_What to work on_.
All records below are to be repeated precisely, with nothing added.

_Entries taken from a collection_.
________________

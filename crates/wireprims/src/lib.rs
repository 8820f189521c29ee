//! Big/little-endian binary codecs with mixed-endian GUID support.
//!
//! wireprims provides cursor-based readers and writers over caller-owned
//! buffers for legacy binary wire formats: network-order and little-endian
//! integers, zero-padded and NUL-terminated strings, borrowed byte slices,
//! and 16-byte identifiers with a mixed-endian wire layout.
//!
//! # Crate Structure
//!
//! - [`codec`]: Readers, writers, byte orders and the [`Guid`] type
//!
//! The `wireprims` binary (behind the `cli` feature) decodes and encodes
//! buffers from the command line using a field layout.

/// Re-export codec types.
pub mod codec {
    pub use wireprims_codec::*;
}

pub use wireprims_codec::{
    BigEndian, BigEndianReader, BigEndianWriter, BinaryReader, BinaryWriter, ByteOrder, CodecError,
    Guid, LittleEndian, LittleEndianReader, LittleEndianWriter,
};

________________

_Answer for the task_.
filename crates/wireprims/src/lib.rs
repository 8820f189521c29ee
//! Big/little-endian binary codecs with mixed-endian GUID support.
//!
//! wireprims provides cursor-based readers and writers over caller-owned
//! buffers for legacy binary wire formats: network-order and little-endian
//! integers, zero-padded and NUL-terminated strings, borrowed byte slices,
//! and 16-byte identifiers with a mixed-endian wire layout.
//!
//! # Crate Structure
//!
//! - [`codec`]: Readers, writers, byte orders and the [`Guid`] type
//!
//! The `wireprims` binary (behind the `cli` feature) decodes and encodes
//! buffers from the command line using a field layout.

/// Re-export codec types.
pub mod codec {
    pub use wireprims_codec::*;
}

pub use wireprims_codec::{
    BigEndian, BigEndianReader, BigEndianWriter, BinaryReader, BinaryWriter, ByteOrder, CodecError,
    Guid, LittleEndian, LittleEndianReader, LittleEndianWriter,
};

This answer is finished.